- WHAT YOU WILL DO -
Lines from the top of the entries through the line that has "offending micro-batch and" must be duplicated exactly, and no others.

- INPUT DATA -
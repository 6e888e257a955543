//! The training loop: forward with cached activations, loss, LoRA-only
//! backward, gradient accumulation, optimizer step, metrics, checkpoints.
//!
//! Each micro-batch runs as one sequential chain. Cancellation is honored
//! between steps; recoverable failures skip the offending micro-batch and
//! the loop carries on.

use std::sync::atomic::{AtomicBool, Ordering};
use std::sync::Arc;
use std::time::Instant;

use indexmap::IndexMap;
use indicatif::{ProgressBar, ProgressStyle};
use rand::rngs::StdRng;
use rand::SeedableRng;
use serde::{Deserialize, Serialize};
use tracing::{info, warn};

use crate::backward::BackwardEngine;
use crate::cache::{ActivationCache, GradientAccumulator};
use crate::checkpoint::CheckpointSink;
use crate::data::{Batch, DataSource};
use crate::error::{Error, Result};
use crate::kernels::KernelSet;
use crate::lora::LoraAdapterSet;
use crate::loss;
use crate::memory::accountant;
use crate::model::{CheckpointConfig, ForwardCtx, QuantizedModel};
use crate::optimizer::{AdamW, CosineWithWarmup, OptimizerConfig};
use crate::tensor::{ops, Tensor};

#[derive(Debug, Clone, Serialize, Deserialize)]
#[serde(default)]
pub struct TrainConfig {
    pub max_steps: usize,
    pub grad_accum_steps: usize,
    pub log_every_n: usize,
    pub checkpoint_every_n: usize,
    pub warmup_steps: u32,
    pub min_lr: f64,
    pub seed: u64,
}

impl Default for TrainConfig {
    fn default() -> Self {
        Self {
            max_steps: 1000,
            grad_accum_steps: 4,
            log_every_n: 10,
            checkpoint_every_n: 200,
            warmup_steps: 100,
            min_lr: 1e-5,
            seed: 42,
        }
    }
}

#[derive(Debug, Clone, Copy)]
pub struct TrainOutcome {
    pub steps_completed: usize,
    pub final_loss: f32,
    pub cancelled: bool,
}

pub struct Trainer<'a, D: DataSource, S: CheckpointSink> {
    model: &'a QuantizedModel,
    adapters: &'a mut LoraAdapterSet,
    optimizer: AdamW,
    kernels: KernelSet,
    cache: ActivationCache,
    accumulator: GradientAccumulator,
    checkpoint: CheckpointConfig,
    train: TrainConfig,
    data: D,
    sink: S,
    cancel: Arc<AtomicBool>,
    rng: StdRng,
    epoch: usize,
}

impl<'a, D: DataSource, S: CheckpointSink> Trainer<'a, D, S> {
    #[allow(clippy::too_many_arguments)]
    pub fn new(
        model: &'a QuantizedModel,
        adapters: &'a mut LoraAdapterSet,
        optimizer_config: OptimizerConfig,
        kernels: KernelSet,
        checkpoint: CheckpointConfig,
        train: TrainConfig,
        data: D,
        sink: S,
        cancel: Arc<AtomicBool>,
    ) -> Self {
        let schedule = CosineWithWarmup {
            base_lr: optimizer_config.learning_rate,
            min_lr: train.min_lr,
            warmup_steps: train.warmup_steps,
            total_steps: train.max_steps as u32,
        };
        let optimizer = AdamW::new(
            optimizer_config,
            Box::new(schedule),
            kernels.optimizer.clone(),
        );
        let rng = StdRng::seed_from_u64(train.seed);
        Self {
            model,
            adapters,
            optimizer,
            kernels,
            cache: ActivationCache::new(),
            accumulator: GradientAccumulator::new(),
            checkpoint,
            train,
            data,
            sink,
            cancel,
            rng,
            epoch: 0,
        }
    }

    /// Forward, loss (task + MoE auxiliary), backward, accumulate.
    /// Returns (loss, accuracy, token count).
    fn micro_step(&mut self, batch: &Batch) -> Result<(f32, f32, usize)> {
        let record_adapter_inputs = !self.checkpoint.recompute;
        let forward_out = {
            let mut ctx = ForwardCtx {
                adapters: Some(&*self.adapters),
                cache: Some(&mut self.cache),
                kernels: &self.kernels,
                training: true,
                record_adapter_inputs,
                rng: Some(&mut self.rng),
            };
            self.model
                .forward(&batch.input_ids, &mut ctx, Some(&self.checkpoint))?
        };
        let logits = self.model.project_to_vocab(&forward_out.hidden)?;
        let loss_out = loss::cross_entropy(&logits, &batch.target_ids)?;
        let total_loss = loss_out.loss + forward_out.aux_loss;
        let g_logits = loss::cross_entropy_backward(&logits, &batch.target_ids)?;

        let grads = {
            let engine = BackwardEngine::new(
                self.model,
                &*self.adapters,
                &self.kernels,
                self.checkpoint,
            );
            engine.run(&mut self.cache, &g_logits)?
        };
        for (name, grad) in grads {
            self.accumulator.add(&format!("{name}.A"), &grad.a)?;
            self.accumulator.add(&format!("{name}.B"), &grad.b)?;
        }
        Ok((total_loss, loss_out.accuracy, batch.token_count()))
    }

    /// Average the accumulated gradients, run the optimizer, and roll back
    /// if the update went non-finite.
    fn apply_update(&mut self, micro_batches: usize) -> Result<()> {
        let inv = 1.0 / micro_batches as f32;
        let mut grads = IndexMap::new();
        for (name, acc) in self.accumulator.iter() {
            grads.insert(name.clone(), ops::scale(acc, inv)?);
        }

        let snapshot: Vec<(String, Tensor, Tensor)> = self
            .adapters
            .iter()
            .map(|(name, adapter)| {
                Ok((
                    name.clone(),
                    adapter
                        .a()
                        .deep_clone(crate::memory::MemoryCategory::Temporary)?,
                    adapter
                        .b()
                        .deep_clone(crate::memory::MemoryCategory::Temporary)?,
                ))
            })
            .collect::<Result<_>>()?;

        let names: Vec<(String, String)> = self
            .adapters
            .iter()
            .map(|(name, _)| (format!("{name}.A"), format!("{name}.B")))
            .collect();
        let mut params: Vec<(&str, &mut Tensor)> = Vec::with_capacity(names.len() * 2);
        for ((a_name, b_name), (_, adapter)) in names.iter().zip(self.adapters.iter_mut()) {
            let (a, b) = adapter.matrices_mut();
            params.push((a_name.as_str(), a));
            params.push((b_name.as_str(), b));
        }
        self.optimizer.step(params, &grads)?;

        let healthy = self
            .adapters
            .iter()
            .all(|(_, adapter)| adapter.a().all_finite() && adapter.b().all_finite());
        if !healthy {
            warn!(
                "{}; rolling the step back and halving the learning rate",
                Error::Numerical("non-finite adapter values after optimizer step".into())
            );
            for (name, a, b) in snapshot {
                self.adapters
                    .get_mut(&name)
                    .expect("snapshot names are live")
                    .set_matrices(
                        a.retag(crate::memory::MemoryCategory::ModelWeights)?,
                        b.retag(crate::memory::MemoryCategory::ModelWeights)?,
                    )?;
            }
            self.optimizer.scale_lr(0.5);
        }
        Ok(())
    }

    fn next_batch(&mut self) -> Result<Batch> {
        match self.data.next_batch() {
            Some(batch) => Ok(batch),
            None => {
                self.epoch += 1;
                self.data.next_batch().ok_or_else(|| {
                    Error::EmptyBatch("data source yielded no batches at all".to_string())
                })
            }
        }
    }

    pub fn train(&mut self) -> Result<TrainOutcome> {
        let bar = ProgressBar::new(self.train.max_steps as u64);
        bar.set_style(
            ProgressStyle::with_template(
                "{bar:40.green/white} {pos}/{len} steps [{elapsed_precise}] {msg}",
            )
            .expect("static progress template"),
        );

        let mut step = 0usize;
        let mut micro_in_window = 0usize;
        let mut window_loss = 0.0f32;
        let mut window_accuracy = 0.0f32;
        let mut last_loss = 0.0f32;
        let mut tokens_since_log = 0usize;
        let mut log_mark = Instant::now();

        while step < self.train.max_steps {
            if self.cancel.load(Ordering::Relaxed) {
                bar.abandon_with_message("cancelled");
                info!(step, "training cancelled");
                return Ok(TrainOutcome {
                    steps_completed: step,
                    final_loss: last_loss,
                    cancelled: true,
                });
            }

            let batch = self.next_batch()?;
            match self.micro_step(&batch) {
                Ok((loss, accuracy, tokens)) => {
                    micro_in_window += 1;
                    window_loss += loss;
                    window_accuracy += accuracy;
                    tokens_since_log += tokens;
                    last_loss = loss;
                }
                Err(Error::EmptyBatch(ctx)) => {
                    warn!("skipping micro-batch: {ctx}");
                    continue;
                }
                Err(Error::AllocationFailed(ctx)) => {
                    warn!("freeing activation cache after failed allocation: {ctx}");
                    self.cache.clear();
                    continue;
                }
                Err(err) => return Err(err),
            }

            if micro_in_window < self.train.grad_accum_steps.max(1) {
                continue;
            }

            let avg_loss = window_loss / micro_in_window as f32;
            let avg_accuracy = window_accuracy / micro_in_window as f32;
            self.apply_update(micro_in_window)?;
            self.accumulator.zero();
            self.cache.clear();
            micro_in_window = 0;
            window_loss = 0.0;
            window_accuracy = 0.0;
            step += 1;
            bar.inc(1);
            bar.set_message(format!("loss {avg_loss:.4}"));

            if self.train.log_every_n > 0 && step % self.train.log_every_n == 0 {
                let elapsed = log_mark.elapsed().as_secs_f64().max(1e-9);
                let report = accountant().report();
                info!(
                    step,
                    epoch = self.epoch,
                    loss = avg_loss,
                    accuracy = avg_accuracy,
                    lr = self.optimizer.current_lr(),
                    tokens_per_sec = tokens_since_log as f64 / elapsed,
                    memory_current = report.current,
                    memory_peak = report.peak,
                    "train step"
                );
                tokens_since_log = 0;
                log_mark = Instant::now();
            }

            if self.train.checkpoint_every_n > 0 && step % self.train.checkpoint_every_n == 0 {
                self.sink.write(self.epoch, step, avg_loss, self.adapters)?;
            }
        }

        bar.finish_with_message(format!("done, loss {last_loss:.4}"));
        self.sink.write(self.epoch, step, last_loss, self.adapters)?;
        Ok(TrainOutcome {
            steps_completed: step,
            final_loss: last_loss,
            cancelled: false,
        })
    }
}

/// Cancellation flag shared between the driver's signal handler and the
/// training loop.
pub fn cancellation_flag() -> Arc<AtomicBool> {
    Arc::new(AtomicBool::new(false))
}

- WRITTEN ANSWER -
repository 6e888e257a955543
//! The training loop: forward with cached activations, loss, LoRA-only
//! backward, gradient accumulation, optimizer step, metrics, checkpoints.
//!
//! Each micro-batch runs as one sequential chain. Cancellation is honored
//! between steps; recoverable failures skip the offending micro-batch and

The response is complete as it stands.